(Collected data entries)

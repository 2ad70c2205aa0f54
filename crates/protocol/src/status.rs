//! Observer-facing projection of a supervisor's state.

use std::fmt;

use serde::{Deserialize, Serialize};

use crate::event::AuthChallenge;
use crate::ids::BotId;

/// Connection lifecycle of a supervised session.
#[derive(Debug, Clone, Copy, Default, PartialEq, Eq, Hash, Serialize, Deserialize)]
#[serde(rename_all = "camelCase")]
pub enum Lifecycle {
	/// No session and not trying to get one.
	#[default]
	Offline,
	/// Connect issued, waiting for login.
	Connecting,
	/// Waiting for a human to complete a device-code challenge.
	AuthPending,
	/// Logged in.
	Online,
	/// Session ended, reconnect scheduled.
	Reconnecting,
}

impl Lifecycle {
	/// Whether a session is live or being established.
	pub fn is_active(self) -> bool {
		matches!(self, Lifecycle::Connecting | Lifecycle::AuthPending | Lifecycle::Online)
	}
}

impl fmt::Display for Lifecycle {
	fn fmt(&self, f: &mut fmt::Formatter<'_>) -> fmt::Result {
		let label = match self {
			Lifecycle::Offline => "offline",
			Lifecycle::Connecting => "connecting",
			Lifecycle::AuthPending => "auth pending",
			Lifecycle::Online => "online",
			Lifecycle::Reconnecting => "reconnecting",
		};
		f.write_str(label)
	}
}

#[derive(Debug, Clone, Copy, PartialEq, Serialize, Deserialize)]
pub struct Position {
	pub x: f64,
	pub y: f64,
	pub z: f64,
}

/// Live fields read from the session's world entity.
#[derive(Debug, Clone, Default, PartialEq, Serialize, Deserialize)]
#[serde(rename_all = "camelCase")]
pub struct Telemetry {
	pub health: Option<f32>,
	pub food: Option<u32>,
	pub position: Option<Position>,
	pub dimension: Option<String>,
}

#[derive(Debug, Clone, PartialEq, Serialize, Deserialize)]
#[serde(rename_all = "camelCase")]
pub struct StatusSnapshot {
	pub id: BotId,
	pub name: String,
	pub lifecycle: Lifecycle,
	/// Lifecycle is online and the session has a world entity.
	pub online: bool,
	/// A session handle is held.
	pub running: bool,
	pub username: Option<String>,
	pub server: String,
	pub uptime: String,
	pub idle_active: bool,
	pub auto_reconnect: bool,
	pub owner: Option<String>,
	pub pending_auth: Option<AuthChallenge>,
	#[serde(flatten)]
	pub telemetry: Telemetry,
}

/// Fleet-wide counts for dashboards.
#[derive(Debug, Clone, Default, PartialEq, Eq, Serialize, Deserialize)]
#[serde(rename_all = "camelCase")]
pub struct FleetSummary {
	pub total_bots: usize,
	pub online_bots: usize,
	pub running_bots: usize,
	pub total_servers: usize,
	/// Server profiles with at least one bot assigned.
	pub servers_with_bots: usize,
	/// Profiles among those with at least one assigned bot online.
	pub servers_online: usize,
	pub servers_offline: usize,
}
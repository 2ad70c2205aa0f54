//! Supervision runtime for a fleet of long-lived game sessions.
//!
//! The pieces, leaves first:
//!
//! - [`LogHistory`]: bounded, persisted per-session log.
//! - [`idle`]: periodic presence actions against a live session.
//! - [`Supervisor`]: one session's lifecycle (connect, reconnect, status).
//! - [`Fleet`]: registry of supervisors and the entry point for every
//!   control operation.
//! - [`Broadcaster`]: fire-and-forget publish point for observers.
//!
//! The game protocol and the document store are collaborators behind the
//! [`GameClient`] and [`Store`] traits.

pub mod broadcast;
pub mod client;
pub mod error;
pub mod fleet;
pub mod history;
pub mod idle;
pub mod sim;
pub mod store;
pub mod supervisor;
pub mod testing;
pub mod timer;

pub use broadcast::Broadcaster;
pub use client::{ConnectOptions, Control, GameClient, GameSession, SessionEvent};
pub use error::{ClientError, FleetError, Result, StoreError};
pub use fleet::{Fleet, FleetOptions};
pub use history::LogHistory;
pub use idle::IdlePolicy;
pub use sim::{SimulatedClient, SimulationOptions};
pub use store::{JsonFileStore, MemoryStore, Store};
pub use supervisor::{Supervisor, SupervisorContext, format_uptime};
pub use timer::{TimerHandle, Timings};
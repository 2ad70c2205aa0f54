//! Narrow interface to the game protocol client.
//!
//! A client turns [`ConnectOptions`] into a live [`GameSession`] plus a typed
//! stream of [`SessionEvent`]s. The supervisor folds that stream into its
//! state; it never sees protocol callbacks directly.

use std::sync::Arc;

use afk_protocol::{AuthChallenge, AuthMode, ProtocolVersion, Telemetry};
use tokio::sync::mpsc;

use crate::error::ClientError;

/// Everything the client needs to open a session.
#[derive(Debug, Clone, PartialEq, Eq)]
pub struct ConnectOptions {
	pub host: String,
	pub port: u16,
	pub version: ProtocolVersion,
	pub username: String,
	pub auth: AuthMode,
	/// Whether the account completed a device-code challenge before.
	pub verified: bool,
}

/// Event emitted by a live session, in arrival order.
#[derive(Debug, Clone, PartialEq)]
pub enum SessionEvent {
	/// Device-code flow started; a human must visit the URI.
	AuthChallenge(AuthChallenge),
	Login { username: String },
	/// The session's world entity now exists.
	Spawn,
	/// Raw server or system message.
	Message(String),
	Chat { username: String, message: String },
	/// Health, food, position or dimension changed.
	Telemetry,
	Kicked { reason: String },
	Error { message: String },
	/// The session is gone, whether by quit, kick, or network failure.
	End { reason: String },
}

/// Movement control toggled by the idle loop.
#[derive(Debug, Clone, Copy, PartialEq, Eq, Hash)]
pub enum Control {
	Jump,
}

/// Handle to one live session.
///
/// All calls are best-effort: implementations swallow their own failures.
pub trait GameSession: Send + Sync {
	fn username(&self) -> Option<String>;

	/// Whether the session currently has a world entity.
	fn has_entity(&self) -> bool;

	fn telemetry(&self) -> Telemetry;

	fn look(&self, yaw: f32, pitch: f32);

	fn set_control(&self, control: Control, active: bool);

	fn swing_arm(&self);

	fn chat(&self, message: &str);

	/// Requests a graceful disconnect. The session still emits [`SessionEvent::End`].
	fn quit(&self);
}

/// Opens sessions against a game server.
pub trait GameClient: Send + Sync {
	/// Issues the connect call.
	///
	/// Returns once the attempt is underway; login arrives later on the event
	/// stream. An `Err` means the attempt never started.
	fn connect(
		&self,
		options: ConnectOptions,
	) -> Result<(Arc<dyn GameSession>, mpsc::UnboundedReceiver<SessionEvent>), ClientError>;
}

▶ EXERCISE
Repeat the data word for word, leaving out no line.

▶ RESULT FOR THIS TASK
repository 2ad70c2205aa0f54
filename crates/protocol/src/status.rs
//! Observer-facing projection of a supervisor's state.

use std::fmt;

use serde::{Deserialize, Serialize};

use crate::event::AuthChallenge;
use crate::ids::BotId;

/// Connection lifecycle of a supervised session.
#[derive(Debug, Clone, Copy, Default, PartialEq, Eq, Hash, Serialize, Deserialize)]
#[serde(rename_all = "camelCase")]
pub enum Lifecycle {
	/// No session and not trying to get one.
	#[default]
	Offline,
	/// Connect issued, waiting for login.
	Connecting,
	/// Waiting for a human to complete a device-code challenge.
	AuthPending,
	/// Logged in.
	Online,
	/// Session ended, reconnect scheduled.
	Reconnecting,
}

impl Lifecycle {
	/// Whether a session is live or being established.
	pub fn is_active(self) -> bool {
		matches!(self, Lifecycle::Connecting | Lifecycle::AuthPending | Lifecycle::Online)
	}
}

impl fmt::Display for Lifecycle {
	fn fmt(&self, f: &mut fmt::Formatter<'_>) -> fmt::Result {
		let label = match self {
			Lifecycle::Offline => "offline",
			Lifecycle::Connecting => "connecting",
			Lifecycle::AuthPending => "auth pending",
			Lifecycle::Online => "online",
			Lifecycle::Reconnecting => "reconnecting",
		};
		f.write_str(label)
	}
}

#[derive(Debug, Clone, Copy, PartialEq, Serialize, Deserialize)]
pub struct Position {
	pub x: f64,
	pub y: f64,
	pub z: f64,
}

/// Live fields read from the session's world entity.
#[derive(Debug, Clone, Default, PartialEq, Serialize, Deserialize)]
#[serde(rename_all = "camelCase")]
pub struct Telemetry {
	pub health: Option<f32>,
	pub food: Option<u32>,
	pub position: Option<Position>,
	pub dimension: Option<String>,
}

#[derive(Debug, Clone, PartialEq, Serialize, Deserialize)]
#[serde(rename_all = "camelCase")]
pub struct StatusSnapshot {
	pub id: BotId,
	pub name: String,
	pub lifecycle: Lifecycle,
	/// Lifecycle is online and the session has a world entity.
	pub online: bool,
	/// A session handle is held.
	pub running: bool,
	pub username: Option<String>,
	pub server: String,
	pub uptime: String,
	pub idle_active: bool,
	pub auto_reconnect: bool,
	pub owner: Option<String>,
	pub pending_auth: Option<AuthChallenge>,
	#[serde(flatten)]
	pub telemetry: Telemetry,
}

/// Fleet-wide counts for dashboards.
#[derive(Debug, Clone, Default, PartialEq, Eq, Serialize, Deserialize)]
#[serde(rename_all = "camelCase")]
pub struct FleetSummary {
	pub total_bots: usize,
	pub online_bots: usize,
	pub running_bots: usize,
	pub total_servers: usize,
	/// Server profiles with at least one bot assigned.
	pub servers_with_bots: usize,
	/// Profiles among those with at least one assigned bot online.
	pub servers_online: usize,
	pub servers_offline: usize,
}
repository 2ad70c2205aa0f54
//! Supervision runtime for a fleet of long-lived game sessions.
//!
//! The pieces, leaves first:
//!
//! - [`LogHistory`]: bounded, persisted per-session log.
//! - [`idle`]: periodic presence actions against a live session.
//! - [`Supervisor`]: one session's lifecycle (connect, reconnect, status).
//! - [`Fleet`]: registry of supervisors and the entry point for every
//!   control operation.
//! - [`Broadcaster`]: fire-and-forget publish point for observers.
//!
//! The game protocol and the document store are collaborators behind the
//! [`GameClient`] and [`Store`] traits.

pub mod broadcast;
pub mod client;
pub mod error;
pub mod fleet;
pub mod history;
pub mod idle;
pub mod sim;
pub mod store;
pub mod supervisor;
pub mod testing;
pub mod timer;

pub use broadcast::Broadcaster;
pub use client::{ConnectOptions, Control, GameClient, GameSession, SessionEvent};
pub use error::{ClientError, FleetError, Result, StoreError};
pub use fleet::{Fleet, FleetOptions};
pub use history::LogHistory;
pub use idle::IdlePolicy;
pub use sim::{SimulatedClient, SimulationOptions};
pub use store::{JsonFileStore, MemoryStore, Store};
pub use supervisor::{Supervisor, SupervisorContext, format_uptime};
pub use timer::{TimerHandle, Timings};
repository 2ad70c2205aa0f54
//! Narrow interface to the game protocol client.
//!
//! A client turns [`ConnectOptions`] into a live [`GameSession`] plus a typed
//! stream of [`SessionEvent`]s. The supervisor folds that stream into its
//! state; it never sees protocol callbacks directly.

use std::sync::Arc;

use afk_protocol::{AuthChallenge, AuthMode, ProtocolVersion, Telemetry};
use tokio::sync::mpsc;

use crate::error::ClientError;

/// Everything the client needs to open a session.
#[derive(Debug, Clone, PartialEq, Eq)]
pub struct ConnectOptions {
	pub host: String,
	pub port: u16,
	pub version: ProtocolVersion,
	pub username: String,
	pub auth: AuthMode,
	/// Whether the account completed a device-code challenge before.
	pub verified: bool,
}

/// Event emitted by a live session, in arrival order.
#[derive(Debug, Clone, PartialEq)]
pub enum SessionEvent {
	/// Device-code flow started; a human must visit the URI.
	AuthChallenge(AuthChallenge),
	Login { username: String },
	/// The session's world entity now exists.
	Spawn,
	/// Raw server or system message.
	Message(String),
	Chat { username: String, message: String },
	/// Health, food, position or dimension changed.
	Telemetry,
	Kicked { reason: String },
	Error { message: String },
	/// The session is gone, whether by quit, kick, or network failure.
	End { reason: String },
}

/// Movement control toggled by the idle loop.
#[derive(Debug, Clone, Copy, PartialEq, Eq, Hash)]
pub enum Control {
	Jump,
}

/// Handle to one live session.
///
/// All calls are best-effort: implementations swallow their own failures.
pub trait GameSession: Send + Sync {
	fn username(&self) -> Option<String>;

	/// Whether the session currently has a world entity.
	fn has_entity(&self) -> bool;

	fn telemetry(&self) -> Telemetry;

	fn look(&self, yaw: f32, pitch: f32);

	fn set_control(&self, control: Control, active: bool);

	fn swing_arm(&self);

	fn chat(&self, message: &str);

	/// Requests a graceful disconnect. The session still emits [`SessionEvent::End`].
	fn quit(&self);
}

/// Opens sessions against a game server.
pub trait GameClient: Send + Sync {
	/// Issues the connect call.
	///
	/// Returns once the attempt is underway; login arrives later on the event
	/// stream. An `Err` means the attempt never started.
	fn connect(
		&self,
		options: ConnectOptions,
	) -> Result<(Arc<dyn GameSession>, mpsc::UnboundedReceiver<SessionEvent>), ClientError>;
}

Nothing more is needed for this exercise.